You might be less familiar with online forums created for "Debt Crowdfunding" which can indeed reward investors with a financial return on invested capital.  The concept itself is not exactly new.  The leader in this space is the Lending Club Corporation which was incorporated in 2007, trades on the NYSE under ticker LC and is registered with the SEC.  A competing company is called Prosper Funding LLC.  

Lending Club touts itself as "the world’s largest online marketplace connecting borrowers and investors" and it has made a palpable impact on the future of consumer lending (and probably commercial lending) by facilitating over $6.2B in loans since its platform launch, according to the company website.  If this business doesn't qualify as one with a "disruptive technology"; I don't know one that would.   

Individual or institutional investors that use Lending Club's exchange can invest in hundreds or even thousands of individual notes with consumer loan repayment periods of 36 months or 60 months -- or small business notes -- with loan repayment periods of 12 months to 60 months.  (The majority of consumer loans are issued for debt consolidation or to pay off credit card debt).  
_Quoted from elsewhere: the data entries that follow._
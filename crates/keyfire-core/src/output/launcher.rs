// Keyfire Output Layer - Process Launcher
// Fire-and-forget execution of shortcut commands through the shell

use std::io;
use std::os::unix::process::CommandExt;
use std::process::{Command, Stdio};

const SHELL: &str = "/bin/sh";

/// Highest descriptor the child sweeps when close_range is unavailable
const FD_SWEEP_CAP: libc::c_int = 65536;

/// CLOSE_RANGE_CLOEXEC from linux/close_range.h
const CLOSE_RANGE_CLOEXEC: libc::c_uint = 1 << 2;

/// Errors from launching a command
#[derive(Debug, thiserror::Error)]
pub enum LaunchError {
    #[error("failed to launch '{command}': {source}")]
    Spawn {
        command: String,
        #[source]
        source: io::Error,
    },
}

/// Receives the commands of activated shortcuts
pub trait CommandSink {
    fn launch(&mut self, command: &str) -> Result<(), LaunchError>;
}

/// Runs commands as `/bin/sh -c <command>` without waiting for them.
///
/// Children never inherit the daemon's device nodes, hotplug socket or lock
/// file: every descriptor above stderr is marked close-on-exec before the
/// shell is executed.
#[derive(Debug, Clone)]
pub struct ProcessLauncher {
    dry_run: bool,
    fd_limit: libc::c_int,
    launched: usize,
}

impl ProcessLauncher {
    pub fn new(dry_run: bool) -> Self {
        Self {
            dry_run,
            fd_limit: fd_limit(),
            launched: 0,
        }
    }

    /// Let the kernel reap exited children so they never linger as zombies.
    ///
    /// Installed once by the daemon before the first launch.
    pub fn install_reaper() -> io::Result<()> {
        // SAFETY: SIG_IGN is a valid disposition for SIGCHLD.
        if unsafe { libc::signal(libc::SIGCHLD, libc::SIG_IGN) } == libc::SIG_ERR {
            return Err(io::Error::last_os_error());
        }
        Ok(())
    }

    pub fn is_dry_run(&self) -> bool {
        self.dry_run
    }

    /// Number of commands handed to the shell so far
    pub fn launched(&self) -> usize {
        self.launched
    }

    fn command(&self, command: &str) -> Command {
        let mut cmd = Command::new(SHELL);
        cmd.arg("-c").arg(command).stdin(Stdio::null());

        let fd_limit = self.fd_limit;
        // SAFETY: the hook only calls async-signal-safe functions.
        unsafe {
            cmd.pre_exec(move || prepare_child(fd_limit));
        }
        cmd
    }
}

impl Default for ProcessLauncher {
    fn default() -> Self {
        Self::new(false)
    }
}

impl CommandSink for ProcessLauncher {
    fn launch(&mut self, command: &str) -> Result<(), LaunchError> {
        if self.dry_run {
            log::info!("Would launch '{}'", command);
            return Ok(());
        }

        log::info!("Launching '{}'", command);
        let child = self
            .command(command)
            .spawn()
            .map_err(|source| LaunchError::Spawn {
                command: command.to_string(),
                source,
            })?;
        log::debug!("Spawned pid {}", child.id());
        self.launched += 1;

        // Dropping a Child neither waits for nor kills it.
        drop(child);
        Ok(())
    }
}

/// Runs in the child between fork and exec.
fn prepare_child(fd_limit: libc::c_int) -> io::Result<()> {
    // SAFETY: signal and fcntl are async-signal-safe; no allocation here.
    unsafe {
        if libc::signal(libc::SIGCHLD, libc::SIG_DFL) == libc::SIG_ERR {
            return Err(io::Error::last_os_error());
        }

        let swept = libc::syscall(
            libc::SYS_close_range,
            3 as libc::c_uint,
            libc::c_uint::MAX,
            CLOSE_RANGE_CLOEXEC,
        );
        if swept != 0 {
            for fd in 3..fd_limit {
                libc::fcntl(fd, libc::F_SETFD, libc::FD_CLOEXEC);
            }
        }
    }
    Ok(())
}

/// Upper bound for the descriptor sweep, computed in the parent
fn fd_limit() -> libc::c_int {
    let mut limit = libc::rlimit {
        rlim_cur: 0,
        rlim_max: 0,
    };
    // SAFETY: getrlimit writes into the struct we pass.
    let ok = unsafe { libc::getrlimit(libc::RLIMIT_NOFILE, &mut limit) } == 0;
    if !ok || limit.rlim_cur == libc::RLIM_INFINITY {
        return FD_SWEEP_CAP;
    }
    libc::c_int::try_from(limit.rlim_cur)
        .unwrap_or(FD_SWEEP_CAP)
        .min(FD_SWEEP_CAP)
}

/// Records commands instead of running them.
#[derive(Debug, Default, Clone)]
pub struct RecordingSink {
    commands: Vec<String>,
}

impl RecordingSink {
    pub fn new() -> Self {
        Self::default()
    }

    pub fn commands(&self) -> &[String] {
        &self.commands
    }

    pub fn take(&mut self) -> Vec<String> {
        std::mem::take(&mut self.commands)
    }
}

impl CommandSink for RecordingSink {
    fn launch(&mut self, command: &str) -> Result<(), LaunchError> {
        self.commands.push(command.to_string());
        Ok(())
    }
}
Lending Club partners with WebBank who issues the loans and charges interest rates pegged to each borrower's credit profile.  Less credit worthy borrowers pay comparatively higher interest rates on loans.  Investors in these notes are compensated for the added risk of default, with comparatively higher ROI.  That transparency, or at least that built-in linkage between risk and reward, is one thing that attracted me to Lending Club.  Disclosure: I don't give investment advice, make paid endorsements or financial recommendations, but I've invested in Lending Club notes.

The investor web site is impressively simple to navigate with powerful views, charts and calculations.  One can see individual consolidated returns and returns for Lending Club investors, in the aggregate.  The site also gives investors an ability to see loan level detail (without personal identifiers of borrowers) and repayment performance on individual notes.  

As loans are paid back (some loans of course do not perform and get charged off with investors absorbing 100% of the loss) investor cash is credited, less a 1% management fee to Lending Club.  Investor cash -- which is the portion of one's Lending Club investment not committed to credit issuance -- is pooled in a trust account at Wells Fargo Bank.  Lending Club does not take custody of investor cash remitted to this account and investors can withdraw cash via ACH transfer to their own bank account at any time.  

Exiting an investment in notes prior to maturity is beyond the scope of this post and like any asset class, one ought not invest more than one is prepared to lose.  There's no guarantee on any of the notes or, of course, the solvency of Lending Club.  All said, crowd lending is an intriguing alternative investment, to explore with caution.  
Renaud Laplanche photo from Lending Club.

Finally, a word about Lending Club's founder, Renaud Laplanche.  Mr. Laplanche is a former practicing attorney with an MBA from the London Business School who turned himself into a software entrepreneur.  Last year he won the Innovation Award in the consumer products category from the Economist periodical.